Page 1 of 1

Aggregator performance

Posted: Wed Mar 25, 2009 11:07 pm
by vijay.barani
Hi friends,
May i have some info. on Aggregator.I have a job in which there are all together 10 stages.


3 lookups
| | |
source drs---->aggr---->trsfrmr----->trsfrmr----->target drs
| |
2 more targets


My source have app. 10 lakh records.I have given derivation for one of the columns in the agg. stage i have taken sum() function and group by 5 other columns.It is taking more than 02:30 hours.What might be the issue.

Re: Aggregator performance

Posted: Wed Mar 25, 2009 11:09 pm
by vijay.barani
The last transformer stage has 3 lookups and 3 targets,not the first

Re: Aggregator performance

Posted: Wed Mar 25, 2009 11:26 pm
by muruganr117
vijay.barani wrote:Hi friends,
May i have some info. on Aggregator.I have a job in which there are all together 10 stages.


3 lookups
| | |
source drs---->aggr---->trsfrmr----->trsfrmr----->target drs
| |
2 more targets


My source have app. 10 lakh records.I have given derivation for one of the columns in the agg. stage i have taken sum() function and group by 5 other columns.It is taking more than 02:30 hours.What might be the issue.
Is the input pre sorted based on the mentioned GROUP BY in AGG ,before being processed in your Job?

regards

Re: Aggregator performance

Posted: Wed Mar 25, 2009 11:30 pm
by vijay.barani
I have taken 6 columns directly from a table without any conditions in the source table.

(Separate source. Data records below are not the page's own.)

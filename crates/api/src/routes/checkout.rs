//! Checkout endpoint.

use std::sync::Arc;

use axum::Json;
use axum::extract::{Path, State};
use axum::http::StatusCode;
use checkout::{CommitMode, checkout_session};
use serde::{Deserialize, Serialize};

use crate::error::ApiError;
use crate::routes::customers::parse_customer_id;
use crate::state::{AppState, Backend};

#[derive(Deserialize)]
pub struct CheckoutRequest {
    pub customer_id: String,
    pub shipping_address: String,
    /// Overrides the server's configured commit mode for this request.
    pub mode: Option<String>,
}

#[derive(Serialize)]
pub struct CheckoutResponse {
    pub order_id: String,
    pub mode: String,
}

/// POST /sessions/{sid}/checkout — commits the session cart as an order
/// and empties the cart on success.
pub async fn checkout<S: Backend>(
    State(state): State<Arc<AppState<S>>>,
    Path(session_id): Path<String>,
    Json(req): Json<CheckoutRequest>,
) -> Result<(StatusCode, Json<CheckoutResponse>), ApiError> {
    let customer_id = parse_customer_id(&req.customer_id)?;
    let mode = match req.mode.as_deref() {
        Some(raw) => raw.parse::<CommitMode>().map_err(ApiError::BadRequest)?,
        None => state.commit_mode,
    };

    let cart = state
        .sessions
        .get_or_restore(&session_id, &state.store)
        .await?;
    let order_id = checkout_session(
        &state.pipeline,
        &cart,
        customer_id,
        &req.shipping_address,
        mode,
    )
    .await?;

    tracing::info!(%session_id, %order_id, %mode, "checkout completed");
    Ok((
        StatusCode::CREATED,
        Json(CheckoutResponse {
            order_id: order_id.to_string(),
            mode: mode.to_string(),
        }),
    ))
}
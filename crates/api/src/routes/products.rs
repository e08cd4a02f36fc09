//! Catalog endpoints.

use std::sync::Arc;

use axum::Json;
use axum::extract::{Path, State};
use common::ProductId;
use domain::Product;
use serde::Serialize;

use crate::error::ApiError;
use crate::state::{AppState, Backend};

#[derive(Serialize)]
pub struct ProductResponse {
    pub id: String,
    pub name: String,
    pub description: Option<String>,
    pub price_cents: i64,
    pub image_url: Option<String>,
    pub category: Option<String>,
    pub inventory_count: Option<u32>,
    pub out_of_stock: bool,
}

impl From<Product> for ProductResponse {
    fn from(product: Product) -> Self {
        Self {
            out_of_stock: product.is_out_of_stock(),
            id: product.id.to_string(),
            name: product.name,
            description: product.description,
            price_cents: product.price.cents(),
            image_url: product.image_url,
            category: product.category,
            inventory_count: product.inventory_count,
        }
    }
}

/// GET /products — lists the catalog.
pub async fn list<S: Backend>(
    State(state): State<Arc<AppState<S>>>,
) -> Result<Json<Vec<ProductResponse>>, ApiError> {
    let products = state.store.list_products().await?;
    Ok(Json(products.into_iter().map(Into::into).collect()))
}

/// GET /products/{id} — returns one product.
pub async fn get<S: Backend>(
    State(state): State<Arc<AppState<S>>>,
    Path(id): Path<String>,
) -> Result<Json<ProductResponse>, ApiError> {
    let product = state
        .store
        .get_product(&ProductId::new(id.clone()))
        .await?
        .ok_or_else(|| ApiError::NotFound(format!("Product not found: {id}")))?;
    Ok(Json(product.into()))
}
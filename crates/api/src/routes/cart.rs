//! Session cart endpoints.
//!
//! Every mutation answers with the full cart view so clients never have to
//! recompute totals themselves.

use std::sync::Arc;

use axum::Json;
use axum::extract::{Path, State};
use cart::CartStore;
use common::ProductId;
use serde::{Deserialize, Serialize};

use crate::error::ApiError;
use crate::sessions::SessionBackend;
use crate::state::{AppState, Backend};

// -- Request types --

#[derive(Deserialize)]
pub struct AddItemRequest {
    pub product_id: String,
    #[serde(default = "default_quantity")]
    pub quantity: u32,
}

fn default_quantity() -> u32 {
    1
}

#[derive(Deserialize)]
pub struct UpdateQuantityRequest {
    pub quantity: i64,
}

// -- Response types --

#[derive(Serialize)]
pub struct CartResponse {
    pub session_id: String,
    pub lines: Vec<CartLineResponse>,
    pub subtotal_cents: i64,
    pub total_items: u64,
    /// False while the latest change has not reached session storage.
    pub persisted: bool,
}

#[derive(Serialize)]
pub struct CartLineResponse {
    pub product_id: String,
    pub product_name: String,
    pub unit_price_cents: i64,
    pub quantity: u32,
    pub line_total_cents: i64,
}

fn cart_response(session_id: &str, cart: &CartStore<SessionBackend>) -> CartResponse {
    CartResponse {
        session_id: session_id.to_string(),
        lines: cart
            .lines()
            .iter()
            .map(|line| CartLineResponse {
                product_id: line.product_id().to_string(),
                product_name: line.product.name.clone(),
                unit_price_cents: line.unit_price().cents(),
                quantity: line.quantity,
                line_total_cents: line.line_total().cents(),
            })
            .collect(),
        subtotal_cents: cart.subtotal().cents(),
        total_items: cart.total_items(),
        persisted: !cart.needs_persist(),
    }
}

// -- Handlers --

/// GET /sessions/{sid}/cart — returns the cart repriced against the
/// current catalog.
pub async fn get<S: Backend>(
    State(state): State<Arc<AppState<S>>>,
    Path(session_id): Path<String>,
) -> Result<Json<CartResponse>, ApiError> {
    let cart = state
        .sessions
        .get_or_restore(&session_id, &state.store)
        .await?;

    let ids: Vec<ProductId> = cart
        .lock()
        .await
        .lines()
        .iter()
        .map(|line| line.product_id().clone())
        .collect();
    let products = if ids.is_empty() {
        Vec::new()
    } else {
        state.store.get_products(&ids).await?
    };

    let mut cart = cart.lock().await;
    let changed = cart.reprice(&products);
    if changed > 0 {
        tracing::info!(%session_id, changed, "cart repriced");
    }
    cart.flush();
    Ok(Json(cart_response(&session_id, &cart)))
}

/// POST /sessions/{sid}/cart/items — adds a product, incrementing the
/// quantity if it is already in the cart.
pub async fn add_item<S: Backend>(
    State(state): State<Arc<AppState<S>>>,
    Path(session_id): Path<String>,
    Json(req): Json<AddItemRequest>,
) -> Result<Json<CartResponse>, ApiError> {
    let cart = state
        .sessions
        .get_or_restore(&session_id, &state.store)
        .await?;
    let product = state
        .store
        .get_product(&ProductId::new(req.product_id.clone()))
        .await?
        .ok_or_else(|| ApiError::NotFound(format!("Product not found: {}", req.product_id)))?;

    let mut cart = cart.lock().await;
    cart.add_item(product, req.quantity)?;
    Ok(Json(cart_response(&session_id, &cart)))
}

/// PUT /sessions/{sid}/cart/items/{product_id} — sets a line's quantity;
/// zero or less removes the line.
pub async fn update_item<S: Backend>(
    State(state): State<Arc<AppState<S>>>,
    Path((session_id, product_id)): Path<(String, String)>,
    Json(req): Json<UpdateQuantityRequest>,
) -> Result<Json<CartResponse>, ApiError> {
    let cart = state
        .sessions
        .get_or_restore(&session_id, &state.store)
        .await?;
    let mut cart = cart.lock().await;
    cart.update_quantity(&ProductId::new(product_id), req.quantity);
    Ok(Json(cart_response(&session_id, &cart)))
}

/// DELETE /sessions/{sid}/cart/items/{product_id} — removes a line.
pub async fn remove_item<S: Backend>(
    State(state): State<Arc<AppState<S>>>,
    Path((session_id, product_id)): Path<(String, String)>,
) -> Result<Json<CartResponse>, ApiError> {
    let cart = state
        .sessions
        .get_or_restore(&session_id, &state.store)
        .await?;
    let mut cart = cart.lock().await;
    cart.remove_item(&ProductId::new(product_id));
    Ok(Json(cart_response(&session_id, &cart)))
}

/// DELETE /sessions/{sid}/cart — empties the cart.
pub async fn clear<S: Backend>(
    State(state): State<Arc<AppState<S>>>,
    Path(session_id): Path<String>,
) -> Result<Json<CartResponse>, ApiError> {
    let cart = state
        .sessions
        .get_or_restore(&session_id, &state.store)
        .await?;
    let mut cart = cart.lock().await;
    cart.clear();
    Ok(Json(cart_response(&session_id, &cart)))
}
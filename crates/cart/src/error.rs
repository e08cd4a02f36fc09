//! Cart error types.

use thiserror::Error;

/// Errors returned by cart operations.
///
/// Only precondition violations surface here; storage failures are
/// absorbed by the store.
#[derive(Debug, Error, PartialEq, Eq)]
pub enum CartError {
    /// Quantity added to the cart must be at least one.
    #[error("Invalid quantity: {quantity} (must be greater than 0)")]
    InvalidQuantity { quantity: u32 },
}

/// Errors raised by a `SessionStorage` backend.
#[derive(Debug, Error)]
pub enum StorageError {
    /// The backend refused or could not complete the operation.
    #[error("Session storage unavailable: {0}")]
    Unavailable(String),

    /// Filesystem error from a file-backed storage.
    #[error("Session storage I/O error: {0}")]
    Io(#[from] std::io::Error),
}
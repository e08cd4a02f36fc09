//! Integration tests for order records and their lifecycle.

use chrono::Utc;
use domain::{
    CustomerId, DomainError, Money, NewOrder, NewOrderLine, NewPayment,
    NewShipment, OrderId, OrderLineId, OrderStatus, PaymentId, PaymentStatus, ProductId,
    ShipmentId, ShipmentStatus,
};

mod order_lifecycle {
    use super::*;

    #[test]
    fn new_order_starts_pending_with_frozen_total() {
        let customer_id = CustomerId::new();
        let order = NewOrder::pending(customer_id, Money::from_cents(2500))
            .into_order(OrderId::new(), Utc::now());

        assert_eq!(order.status, OrderStatus::Pending);
        assert_eq!(order.customer_id, customer_id);
        assert_eq!(order.total_amount, Money::from_cents(2500));
        assert!(order.idempotency_key.is_none());
    }

    #[test]
    fn full_fulfillment_path() {
        let delivered = OrderStatus::Pending
            .transition_to(OrderStatus::Approved)
            .and_then(|s| s.transition_to(OrderStatus::Shipped))
            .and_then(|s| s.transition_to(OrderStatus::Delivered))
            .unwrap();
        assert_eq!(delivered, OrderStatus::Delivered);
        assert!(delivered.is_terminal());
    }

    #[test]
    fn rejected_order_cannot_ship() {
        let rejected = OrderStatus::Pending
            .transition_to(OrderStatus::Rejected)
            .unwrap();
        let err = rejected.transition_to(OrderStatus::Shipped).unwrap_err();
        assert!(matches!(err, DomainError::InvalidTransition { .. }));
    }
}

mod order_contents {
    use super::*;

    #[test]
    fn line_totals_sum_to_order_total() {
        let order_id = OrderId::new();
        let lines = [
            NewOrderLine {
                order_id,
                product_id: ProductId::new("A"),
                quantity: 2,
                unit_price: Money::from_cents(1000),
            },
            NewOrderLine {
                order_id,
                product_id: ProductId::new("B"),
                quantity: 1,
                unit_price: Money::from_cents(500),
            },
        ]
        .map(|l| l.into_line(OrderLineId::new()));

        let total: Money = lines.iter().map(|l| l.total_price()).sum();
        assert_eq!(total, Money::from_cents(2500));
    }

    #[test]
    fn payment_and_shipment_start_in_initial_states() {
        let order_id = OrderId::new();
        let payment = NewPayment::pending(order_id, Money::from_cents(2500))
            .into_payment(PaymentId::new(), Utc::now());
        assert_eq!(payment.status, PaymentStatus::Pending);
        assert_eq!(payment.amount, Money::from_cents(2500));

        let shipment =
            NewShipment::processing(order_id, "1 Main St").into_shipment(ShipmentId::new());
        assert_eq!(shipment.status, ShipmentStatus::Processing);
        assert!(shipment.tracking_number.as_str().starts_with("TRK-"));
    }
}
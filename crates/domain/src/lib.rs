//! Domain records for the storefront core.
//!
//! This crate provides the types that the cart and the order-commit
//! pipeline exchange with the remote store:
//! - `Product` and `Customer`, read by the core but owned elsewhere
//! - `Order`, `OrderLine`, `Payment` and `Shipment`, appended by checkout
//! - `OrderStatus` state machine for seller-side transitions
//! - `OrderSummary`, the per-order read view used by account and seller pages

pub mod customer;
pub mod error;
pub mod order;
pub mod payment;
pub mod product;
pub mod shipment;
pub mod summary;

pub use common::{CustomerId, Money, OrderId, OrderLineId, PaymentId, ProductId, ShipmentId};
pub use customer::{Customer, NewCustomer, normalize_email};
pub use error::DomainError;
pub use order::{IdempotencyKey, NewOrder, NewOrderLine, Order, OrderLine, OrderStatus};
pub use payment::{NewPayment, Payment, PaymentMethod, PaymentStatus};
pub use product::Product;
pub use shipment::{NewShipment, Shipment, ShipmentStatus, TrackingNumber};
pub use summary::OrderSummary;
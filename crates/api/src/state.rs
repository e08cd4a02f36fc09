//! Shared application state.

use checkout::{CommitMode, CustomerService, OrderAdmin, OrderPipeline};
use store::{CustomerStore, ProductCatalog, TransactionalOrderStore};

use crate::sessions::SessionRegistry;

/// Everything a store backend must provide to serve the API.
pub trait Backend:
    ProductCatalog + CustomerStore + TransactionalOrderStore + Clone + Send + Sync + 'static
{
}

impl<T> Backend for T where
    T: ProductCatalog + CustomerStore + TransactionalOrderStore + Clone + Send + Sync + 'static
{
}

/// Shared application state accessible from all handlers.
pub struct AppState<S: Backend> {
    pub store: S,
    pub pipeline: OrderPipeline<S>,
    pub customers: CustomerService<S>,
    pub admin: OrderAdmin<S>,
    pub sessions: SessionRegistry,
    pub commit_mode: CommitMode,
}

impl<S: Backend> AppState<S> {
    pub fn new(store: S, sessions: SessionRegistry, commit_mode: CommitMode) -> Self {
        Self {
            pipeline: OrderPipeline::new(store.clone()),
            customers: CustomerService::new(store.clone()),
            admin: OrderAdmin::new(store.clone()),
            store,
            sessions,
            commit_mode,
        }
    }
}
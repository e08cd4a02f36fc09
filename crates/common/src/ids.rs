use serde::{Deserialize, Serialize};
use uuid::Uuid;

/// Declares a UUID-backed identifier newtype.
///
/// Each record gets its own type so an order id can never be passed where a
/// payment id is expected.
macro_rules! uuid_id {
    ($(#[$meta:meta])* $name:ident) => {
        $(#[$meta])*
        #[derive(Debug, Clone, Copy, PartialEq, Eq, PartialOrd, Ord, Hash, Serialize, Deserialize)]
        #[serde(transparent)]
        pub struct $name(Uuid);

        impl $name {
            /// Creates a new random identifier.
            pub fn new() -> Self {
                Self(Uuid::new_v4())
            }

            /// Creates an identifier from an existing UUID.
            pub fn from_uuid(uuid: Uuid) -> Self {
                Self(uuid)
            }

            /// Returns the underlying UUID.
            pub fn as_uuid(&self) -> Uuid {
                self.0
            }
        }

        impl Default for $name {
            fn default() -> Self {
                Self::new()
            }
        }

        impl std::fmt::Display for $name {
            fn fmt(&self, f: &mut std::fmt::Formatter<'_>) -> std::fmt::Result {
                write!(f, "{}", self.0)
            }
        }

        impl std::str::FromStr for $name {
            type Err = uuid::Error;

            fn from_str(s: &str) -> Result<Self, Self::Err> {
                Uuid::parse_str(s).map(Self)
            }
        }

        impl From<Uuid> for $name {
            fn from(uuid: Uuid) -> Self {
                Self(uuid)
            }
        }

        impl From<$name> for Uuid {
            fn from(id: $name) -> Self {
                id.0
            }
        }
    };
}

uuid_id!(
    /// Identifier of a persisted order, assigned by the store on insert.
    OrderId
);

uuid_id!(
    /// Identifier of a customer record.
    CustomerId
);

uuid_id!(
    /// Identifier of a single order line.
    OrderLineId
);

uuid_id!(
    /// Identifier of a payment record.
    PaymentId
);

uuid_id!(
    /// Identifier of a shipment record.
    ShipmentId
);

/// Product identifier as issued by the catalog.
#[derive(Debug, Clone, PartialEq, Eq, PartialOrd, Ord, Hash, Serialize, Deserialize)]
#[serde(transparent)]
pub struct ProductId(String);

impl ProductId {
    /// Creates a new product ID from a string.
    pub fn new(id: impl Into<String>) -> Self {
        Self(id.into())
    }

    /// Returns the product ID as a string slice.
    pub fn as_str(&self) -> &str {
        &self.0
    }
}

impl std::fmt::Display for ProductId {
    fn fmt(&self, f: &mut std::fmt::Formatter<'_>) -> std::fmt::Result {
        write!(f, "{}", self.0)
    }
}

impl From<String> for ProductId {
    fn from(s: String) -> Self {
        Self(s)
    }
}

impl From<&str> for ProductId {
    fn from(s: &str) -> Self {
        Self(s.to_string())
    }
}

impl AsRef<str> for ProductId {
    fn as_ref(&self) -> &str {
        &self.0
    }
}
//! Customer registration.

use common::CustomerId;
use domain::{Customer, NewCustomer};
use store::{CustomerStore, StoreError};

use crate::error::CustomerError;

/// Find-or-create access to customer records.
pub struct CustomerService<S> {
    store: S,
}

impl<S: CustomerStore> CustomerService<S> {
    pub fn new(store: S) -> Self {
        Self { store }
    }

    /// Returns the customer registered under `email`, creating one if none
    /// exists. Emails are compared after trimming and lower-casing.
    #[tracing::instrument(skip_all)]
    pub async fn register(
        &self,
        name: &str,
        email: &str,
        contact_number: Option<String>,
    ) -> Result<Customer, CustomerError> {
        let new = NewCustomer::new(name, email, contact_number);
        if new.name.is_empty() {
            return Err(CustomerError::MissingName);
        }
        if !is_plausible_email(&new.email) {
            return Err(CustomerError::InvalidEmail(email.to_string()));
        }

        if let Some(existing) = self.store.find_customer_by_email(&new.email).await? {
            tracing::debug!(customer_id = %existing.id, "customer already registered");
            return Ok(existing);
        }

        let email = new.email.clone();
        match self.store.insert_customer(new).await {
            Ok(customer) => {
                tracing::info!(customer_id = %customer.id, "customer registered");
                Ok(customer)
            }
            // Registered concurrently under the same email.
            Err(StoreError::Conflict(_)) => self
                .store
                .find_customer_by_email(&email)
                .await?
                .ok_or_else(|| CustomerError::Store(StoreError::Conflict(email))),
            Err(e) => Err(e.into()),
        }
    }

    pub async fn get(&self, id: CustomerId) -> Result<Option<Customer>, CustomerError> {
        Ok(self.store.get_customer(id).await?)
    }
}

fn is_plausible_email(email: &str) -> bool {
    match email.split_once('@') {
        Some((local, domain)) => !local.is_empty() && !domain.is_empty() && !email.contains(' '),
        None => false,
    }
}
use domain::DomainError;
use thiserror::Error;

/// Errors that can occur when talking to the data store.
#[derive(Debug, Error)]
pub enum StoreError {
    /// The referenced record does not exist.
    #[error("{entity} not found: {id}")]
    NotFound { entity: &'static str, id: String },

    /// A uniqueness constraint rejected the write.
    #[error("Conflict: {0}")]
    Conflict(String),

    /// The store refused or could not serve the request.
    #[error("Store unavailable: {0}")]
    Unavailable(String),

    /// A database error occurred.
    #[error("Database error: {0}")]
    Database(#[from] sqlx::Error),

    /// A database migration error occurred.
    #[error("Migration error: {0}")]
    Migration(#[from] sqlx::migrate::MigrateError),

    /// A stored value could not be mapped back to a record.
    #[error("Corrupt record: {0}")]
    Corrupt(String),
}

impl StoreError {
    pub fn not_found(entity: &'static str, id: impl ToString) -> Self {
        Self::NotFound {
            entity,
            id: id.to_string(),
        }
    }

    /// Returns true for uniqueness violations.
    pub fn is_conflict(&self) -> bool {
        matches!(self, Self::Conflict(_))
    }
}

impl From<DomainError> for StoreError {
    fn from(e: DomainError) -> Self {
        Self::Corrupt(e.to_string())
    }
}

/// Result type for store operations.
pub type Result<T> = std::result::Result<T, StoreError>;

Is the input pre sorted based on the mentioned GROUP BY in AGG ,before being processed in your Job?

regards[/quote]

Posted: Wed Mar 25, 2009 11:34 pm
by ray.wurlod
Encase your design in Code tags so we can understand it better.

Posted: Thu Mar 26, 2009 12:25 am
by vijay.barani
ray.wurlod wrote:Encase your design in Code tags so we can understand it better. ...

Code: Select all



                                                      3 lookups 
                                                          | | | 
source drs---->aggr---->trsfrmr----->trsfrmr----->target drs 
                                                           | | 
                                                 2 more targets 

Posted: Thu Mar 26, 2009 12:36 am
by Pagadrai
Hi,
You can try the following:

1) remove the aggregator and see if you can fetch the SUM value from
the DB itself.
2) remove 2 transformerrs and develop the job using a single transformer.
3) i dont know your lookup logic, but see if there is any possibility of combining the 3 look ups into one stage.
4) You can also check replacing the target with a file to see if that stage is causing the performance issue.

Posted: Thu Mar 26, 2009 3:25 am
by vijay.barani
Pagadrai wrote:Hi,
You can try the following:

1) remove the aggregator and see if you can fetch the SUM value from
the DB itself.
2) remove 2 transformerrs and develop the job using a single transformer.
3) i dont know your lookup logic, but see if there is any possibility of combining the 3 look ups into one stage.
4) You can also check replacing the target with a file to see if that stage is causing the performance issue.
Hi,
Thank you
I have removed Agg stage and directly taken sum from DB,But it yet it is taking same time
Yes I have run the new modified job after removing first job !!
The thre lookups are on a single Trsformer stage,That too for only one column !!
Also there is no change is i replace the Target DRS stage with simple Seq. file.

Don't know ehy it is consuming much time. :!: :?:

Posted: Thu Mar 26, 2009 3:36 am
by vijay.barani
ray.wurlod wrote:Encase your design in Code tags so we can understand it better. ...

Code: Select all


              3 lookups 
                     | | | 
source drs---->trsfrmr----->target drs 
                    
Now this is my new job design !!
But there must be some use for an AGG. Stage ??

Posted: Thu Mar 26, 2009 3:43 am
by ray.wurlod
If you can arrange to have your source data sorted by the five grouping columns, and advise the Aggregator that this is the case, your execution time for that stage will reduce by orders of magnitude.